Jameson didn't sleep too well that night. He had dreams about the tarot cards. The characters he had seen on the cards became people and talked to him about all sorts of things, none of which he could remember. When he came down for his breakfast George was not to be seen. Jameson went to freshen up his litter tray. He picked up some newspaper to use. It was the Advertiser. Instead of the advert for the Writer's circle there was an advert for a butcher's shop. He checked the date - 23rd July. He found his A-Z and looked up Burgess Road. There was no Burgess Road. He sat down and began thinking.

Penny was making Mr.McGleish a cup of coffee. It was half past eleven and he always had a cup of coffee then. Though why she should have to make she couldn't quite make out in this age of enlightment and equality. McGleish was in a foul temper. For the second day in a row Jameson hadn't come in on time. Just as she was pouring the coffee the glass, office doors swung open and Jameson came in.

"Why are you wearing shorts?" Asked Bob.

Before Jameson could answer McGleish thundered from his office.

"Jameson!" He shouted. "You"re fired!!!"

"Ah." Said Jameson.

"Haven't you got anything to say?"

"Not much."

"And why the hell have you got a cat in your arms?"

Jameson ignored him and walked over to Penny. "Look," he said, "I"ve been thinking. I'm leaving here and I'm going overseas. I'm taking George with me." He indicated to the ball of fur under his arm.

"Won't he be in quarantine a long time?" Asked Penny.

"Well, I'm planning to go for a while. An island, in the Indian ocean." He said answering her inquisitive glance.

"Do you want to go with me?" He suddenly asked.

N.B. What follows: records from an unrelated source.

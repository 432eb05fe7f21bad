use crate::auth;
use crate::state::AppState;
use axum::{routing::get, Router};
use std::net::SocketAddr;
use tower_http::{cors::CorsLayer, trace::TraceLayer};

pub fn build_app(state: AppState) -> Router {
    Router::new()
        .nest(
            "/api/v1",
            Router::new()
                .merge(auth::router())
                .route("/health", get(|| async { "ok" })),
        )
        .with_state(state)
        .layer(CorsLayer::permissive())
        .layer(
            TraceLayer::new_for_http()
                .make_span_with(|req: &axum::http::Request<_>| {
                    let method = req.method().clone();
                    let uri = req.uri().clone();
                    tracing::info_span!("http_request", %method, uri = %uri)
                })
                .on_response(
                    |res: &axum::http::Response<_>,
                     _latency: std::time::Duration,
                     span: &tracing::Span| {
                        let status = res.status();
                        span.record("status", tracing::field::display(status));
                        if status.is_server_error() {
                            tracing::error!(%status, "response");
                        } else {
                            tracing::info!(%status, "response");
                        }
                    },
                ),
        )
}

pub async fn serve(app: Router) -> anyhow::Result<()> {
    let addr: SocketAddr = format!(
        "{}:{}",
        std::env::var("APP_HOST").unwrap_or_else(|_| "0.0.0.0".into()),
        std::env::var("APP_PORT").unwrap_or_else(|_| "8080".into())
    )
    .parse()?;

    tracing::info!("listening on {}", addr);
    let listener = tokio::net::TcpListener::bind(addr).await?;
    // ConnectInfo feeds the client IP into token claims and ledger rows.
    axum::serve(
        listener,
        app.into_make_service_with_connect_info::<SocketAddr>(),
    )
    .await?;
    Ok(())
}
use argon2::{
    password_hash::{PasswordHash, PasswordHasher, PasswordVerifier, SaltString},
    Algorithm, Argon2, Params, Version,
};
use rand::rngs::OsRng;
use tracing::error;

fn hasher(cost: u32) -> anyhow::Result<Argon2<'static>> {
    let params = Params::new(Params::DEFAULT_M_COST, cost, Params::DEFAULT_P_COST, None)
        .map_err(|e| anyhow::anyhow!(e.to_string()))?;
    Ok(Argon2::new(Algorithm::Argon2id, Version::V0x13, params))
}

/// Hash a plaintext password with a fresh random salt. `cost` is the argon2
/// iteration count (HASH_SALT_ROUND).
pub fn hash_password(plain: &str, cost: u32) -> anyhow::Result<String> {
    let salt = SaltString::generate(&mut OsRng);
    let hash = hasher(cost)?
        .hash_password(plain.as_bytes(), &salt)
        .map_err(|e| {
            error!(error = %e, "argon2 hash_password error");
            anyhow::anyhow!(e.to_string())
        })?
        .to_string();
    Ok(hash)
}

/// Compare a plaintext against a stored hash. The params embedded in the hash
/// string drive verification, so old hashes keep verifying after a cost change.
pub fn verify_password(plain: &str, hash: &str) -> anyhow::Result<bool> {
    let parsed = PasswordHash::new(hash).map_err(|e| {
        error!(error = %e, "argon2 parse hash error");
        anyhow::anyhow!(e.to_string())
    })?;
    Ok(Argon2::default()
        .verify_password(plain.as_bytes(), &parsed)
        .is_ok())
}

#[cfg(test)]
mod tests {
    use super::*;

    #[test]
    fn hash_and_verify_roundtrip() {
        let password = "Secur3P@ssw0rd!";
        let hash = hash_password(password, 2).expect("hashing should succeed");
        assert!(verify_password(password, &hash).expect("verify should succeed"));
    }

    #[test]
    fn verify_rejects_wrong_password() {
        let password = "correct-horse-battery-staple";
        let hash = hash_password(password, 2).expect("hashing should succeed");
        assert!(!verify_password("wrong-password", &hash).expect("verify should not error"));
    }

    #[test]
    fn verify_errors_on_malformed_hash() {
        let err = verify_password("anything", "not-a-valid-hash").unwrap_err();
        assert!(!err.to_string().is_empty());
    }

    #[test]
    fn hashes_are_salted() {
        let a = hash_password("same-password", 2).unwrap();
        let b = hash_password("same-password", 2).unwrap();
        assert_ne!(a, b);
    }
}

Surprised she asked him, "What made you think that?"

"Just a feeling." Said Jameson. He turned to leave. "I'm going now." He said. "Oh... here you go." He handed her an envelope. Then he walked off. Just as he passed the doors he turned back and shouted a question at her. "Do you like waterfalls?"

"How did you know that?" She asked.

"Just a feeling."

Then he was, gone. Penny was still in a state of surprise. It was the last thing she thought a timid man like Jameson would do. She was still clasping the envelope in her hand. It wasn't sealed. she looked in it. There was a one way ticket on Air India.